Russia will recover from sanctions with a ‘full bill of health,’ says Lavrov

The US budget deficit is set to fall sharply this year after the end of most government stimulus.  The US posted a budget deficit of $217B in Feb vs. a shortfall of $311B in the same month last year, reflecting slower growth in gov debt after the end of pandemic-induced federal stimulus.  Spending in Feb totaled $506B, down from $559B a year earlier, the Treasury Dept reported.  The amount of taxes collected rose to $290B from $248B a year ago   For the first 5 months of the current fiscal year, the deficit was $476B compared to $1.01T last year.  The fiscal year is Oct 1- Sep 30.  The deficit is on track to fall sharply because of the end of the massive federal stimulus.  The gov spent Ts in 2020 & 2021 to prop up the economy during the worst of the pandemic, but most of the stimulus has faded.  The gross national debt recently surpassed $30T for the first time.  Federal Reserve Chair Jerome Powell has said that the US budget outlook is unsustainable over the long run, but the deficit has been rising for years & there's little sign DC willing to sharply reduce it.  The yield on the 10-year Treasury note rose above 2% again after the latest inflation report.  The cost of living in the US has jumped 7.9% in the past year!!
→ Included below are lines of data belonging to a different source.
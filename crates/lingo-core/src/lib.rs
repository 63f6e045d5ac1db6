//! Lingo core: the option-accumulation session protocol.
//!
//! A session collects selected processing options, then one submitted
//! sentence is dispatched through a fixed pipeline of opaque text
//! transforms (grammar correction, explanation, exam-style rewriting,
//! translation, tense conjugation). This crate owns the session state
//! machine, the option catalog, and the dispatcher; the transforms
//! themselves live behind the [`TextTransform`] seam.

pub mod dispatch;
pub mod engine;
pub mod error;
pub mod option;
pub mod session;
pub mod transform;

// Re-export common types
pub use dispatch::{Dispatcher, TransformResult};
pub use engine::{ClearingPolicy, SubmitOutcome, TutorEngine};
pub use error::{LingoError, Result};
pub use option::{OptionId, OptionRegistry, TransformKind};
pub use session::{Session, Speaker, Turn};
pub use transform::TextTransform;
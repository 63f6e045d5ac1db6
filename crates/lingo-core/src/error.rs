//! Error types for the Lingo engine.

use crate::option::TransformKind;
use serde::{Deserialize, Serialize};
use thiserror::Error;

/// A shared error type for the Lingo session engine.
///
/// Every variant is session-local and recoverable by a subsequent user
/// action; no condition here is fatal to the process.
#[derive(Error, Debug, Clone, PartialEq, Eq, Serialize, Deserialize)]
pub enum LingoError {
    /// A sentence was submitted before any option was selected
    #[error("No option selected. Pick at least one option before sending a sentence.")]
    NoOptionSelected,

    /// The submitted sentence was empty or whitespace-only
    #[error("Empty input. Send a sentence to process.")]
    EmptyInput,

    /// An operation arrived while the session was not started
    #[error("Session not started. Start a session and select options first.")]
    SessionNotStarted,

    /// An option outside the deployment's registry was toggled
    #[error("Unknown option: '{id}' is not available in this deployment")]
    UnknownOption { id: String },

    /// A text transform collaborator failed (model error, API fault, timeout)
    #[error("Transform unavailable: {kind} - {message}")]
    TransformUnavailable {
        kind: TransformKind,
        message: String,
    },

    /// Configuration error (missing API key, unreadable secret file)
    #[error("Configuration error: {0}")]
    Config(String),

    /// Internal error (should not happen in normal operation)
    #[error("Internal error: {0}")]
    Internal(String),
}

impl LingoError {
    // ============================================================================
    // Constructor helpers
    // ============================================================================

    /// Creates an UnknownOption error
    pub fn unknown_option(id: impl Into<String>) -> Self {
        Self::UnknownOption { id: id.into() }
    }

    /// Creates a TransformUnavailable error
    pub fn unavailable(kind: TransformKind, message: impl Into<String>) -> Self {
        Self::TransformUnavailable {
            kind,
            message: message.into(),
        }
    }

    /// Creates a Config error
    pub fn config(message: impl Into<String>) -> Self {
        Self::Config(message.into())
    }

    /// Creates an Internal error
    pub fn internal(message: impl Into<String>) -> Self {
        Self::Internal(message.into())
    }

    // ============================================================================
    // Type checking methods
    // ============================================================================

    /// Check if this is a user input error (recoverable by re-prompting)
    pub fn is_user_error(&self) -> bool {
        matches!(
            self,
            Self::NoOptionSelected
                | Self::EmptyInput
                | Self::SessionNotStarted
                | Self::UnknownOption { .. }
        )
    }

    /// Check if this is a TransformUnavailable error
    pub fn is_unavailable(&self) -> bool {
        matches!(self, Self::TransformUnavailable { .. })
    }
}

/// Conversion from String (for error messages)
impl From<String> for LingoError {
    fn from(err: String) -> Self {
        Self::Internal(err)
    }
}

/// A type alias for `Result<T, LingoError>`.
pub type Result<T> = std::result::Result<T, LingoError>;
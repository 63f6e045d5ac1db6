//! Lingo application layer.
//!
//! Owns the mapping from conversation identifiers to sessions and the
//! per-conversation serialization guarantee. Presentation surfaces
//! (REPL, bot adapters) talk to [`SessionService`] and never hold
//! session state themselves.

mod service;

pub use service::SessionService;
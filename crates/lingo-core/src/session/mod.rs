//! Session domain module.
//!
//! - `model`: the per-conversation `Session` state machine
//! - `turn`: transcript entry types (`Speaker`, `Turn`)

mod model;
mod turn;

pub use model::Session;
pub use turn::{Speaker, Turn};
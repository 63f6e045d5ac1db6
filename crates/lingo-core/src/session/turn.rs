//! Transcript turn types.

use serde::{Deserialize, Serialize};

/// Who produced a transcript turn.
#[derive(Debug, Clone, Copy, PartialEq, Eq, Serialize, Deserialize)]
pub enum Speaker {
    /// Turn written by the user.
    User,
    /// Turn written by the engine.
    Bot,
}

/// A single entry in a session transcript.
///
/// Turns are immutable once appended and are ordered by append time.
#[derive(Debug, Clone, PartialEq, Eq, Serialize, Deserialize)]
pub struct Turn {
    /// The speaker of this turn.
    pub speaker: Speaker,
    /// The text content of the turn.
    pub text: String,
    /// Timestamp when the turn was appended (ISO 8601 format).
    pub timestamp: String,
}

impl Turn {
    /// Creates a turn stamped with the current time.
    pub fn now(speaker: Speaker, text: impl Into<String>) -> Self {
        Self {
            speaker,
            text: text.into(),
            timestamp: chrono::Utc::now().to_rfc3339(),
        }
    }

    /// Creates a user turn.
    pub fn user(text: impl Into<String>) -> Self {
        Self::now(Speaker::User, text)
    }

    /// Creates a bot turn.
    pub fn bot(text: impl Into<String>) -> Self {
        Self::now(Speaker::Bot, text)
    }
}
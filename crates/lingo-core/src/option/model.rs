//! Option catalog: the closed set of selectable options and the distinct
//! transform capabilities behind them.

use serde::{Deserialize, Serialize};
use strum_macros::{Display, EnumIter, EnumString};

/// A user-selectable processing option.
///
/// This is a closed set; a given deployment supports a subset of it
/// (declared by its [`OptionRegistry`](super::OptionRegistry)).
#[derive(
    Debug, Clone, Copy, PartialEq, Eq, PartialOrd, Ord, Hash,
    Serialize, Deserialize, Display, EnumIter, EnumString,
)]
#[strum(serialize_all = "kebab-case")]
#[serde(rename_all = "kebab-case")]
pub enum OptionId {
    /// Grammar correction of the submitted sentence.
    Correction,
    /// Vocabulary polish; routes to the same grammar transform as Correction.
    Vocabulary,
    /// Plain-language explanation of the sentence.
    Explanation,
    /// English → Hindi translation.
    TranslateHindi,
    /// English → Telugu translation.
    TranslateTelugu,
    /// Exam-style (formal) rewriting.
    ExamStyle,
    /// Conjugation of the sentence across the twelve English tenses.
    TwelveTenses,
}

impl OptionId {
    /// Returns the distinct transform capability this option routes to.
    ///
    /// `Correction` and `Vocabulary` both map to [`TransformKind::Grammar`];
    /// selecting both must invoke the grammar transform once.
    pub fn kind(&self) -> TransformKind {
        match self {
            Self::Correction | Self::Vocabulary => TransformKind::Grammar,
            Self::Explanation => TransformKind::Explanation,
            Self::TranslateHindi => TransformKind::TranslateHindi,
            Self::TranslateTelugu => TransformKind::TranslateTelugu,
            Self::ExamStyle => TransformKind::ExamStyle,
            Self::TwelveTenses => TransformKind::Tenses,
        }
    }
}

/// A distinct transform capability backed by one collaborator.
#[derive(
    Debug, Clone, Copy, PartialEq, Eq, PartialOrd, Ord, Hash,
    Serialize, Deserialize, Display, EnumIter, EnumString,
)]
#[strum(serialize_all = "kebab-case")]
#[serde(rename_all = "kebab-case")]
pub enum TransformKind {
    Grammar,
    Explanation,
    ExamStyle,
    TranslateHindi,
    TranslateTelugu,
    Tenses,
}

impl TransformKind {
    /// Section label used when rendering this capability's output.
    pub fn label(&self) -> &'static str {
        match self {
            Self::Grammar => "Corrected",
            Self::Explanation => "Explanation",
            Self::ExamStyle => "Exam style",
            Self::TranslateHindi => "Hindi",
            Self::TranslateTelugu => "Telugu",
            Self::Tenses => "Tenses",
        }
    }

    /// Whether this capability consumes the corrected working value when a
    /// grammar option was co-selected (the data-dependency rule).
    pub fn consumes_corrected(&self) -> bool {
        !matches!(self, Self::Grammar)
    }
}

/// Fixed evaluation order for dispatch, independent of toggle order:
/// correction first (producing the corrected working value used
/// downstream), then explanation, exam-style rewriting, translations,
/// and tense conjugation.
pub const EVALUATION_ORDER: [TransformKind; 6] = [
    TransformKind::Grammar,
    TransformKind::Explanation,
    TransformKind::ExamStyle,
    TransformKind::TranslateHindi,
    TransformKind::TranslateTelugu,
    TransformKind::Tenses,
];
U.S. budget deficit shrinks to $217 billion in February as end of stimulus slows the growth in debt

Gold futures climbed back above the key $2000 mark as Russia ramped up its attack on Ukraine & a reading on the annual US inflation rate climbed to a 40-year high.  Strength in prices for the yellow metal comes as the some analysts expect the escalation in hostilities in Eastern Europe to result in monetary policy makers advocating for a slower pace of interest rate increases in the region, as the eurozone contends with economic uncertainties tied to Russia's invasion of Ukraine.  Apr gold rose $12 (0.6%) to settle at $2000 following a 2.7% decline a day ago.  Prices on Tues settled at $2043, their highest in 19 months -- teasing a record settlement high of $2069 from Aug 2020.  The ECB left key interest rates unchanged, but announced plans to speed up its asset-purchasing program exit.  ECB Pres Christine Lagarde said the Russian invasion of Ukraine will "negatively affect the euro-area economy."  The ECB's policy update comes ahead of the Federal Reserve's expected decision to lift interest rates at the conclusion of its 2-day policy gathering on Wed.

Gold back above $2,000 on Russia-Ukraine war, as annual U.S. inflation rate climbs to a 40-year high

Oil futures declined for a 2nd straight session, with prices giving up earlier gains in volatile trading against a backdrop of changing headlines on the Russia-Ukraine war.  West Texas Intermediate crude for Apr delivery fell $2.68 (2.5%) to settle at $106.02 after losing just over 12% yesterday.  The settlement was the lowest for a front-month contract since Mar 1.

U.S. oil futures post a second straight session decline

Brave traders were buying in the PM which trimmed losses for the day.  However the chart below shows its tough to find investors who want to buy risky investments (like stocks).  The Volatility Index (VIX) was off 1 to the 31s.  That's still double were was in better times when the stock market was booming.  The war & fear of inflation makes it difficult for the bulls to make their case now.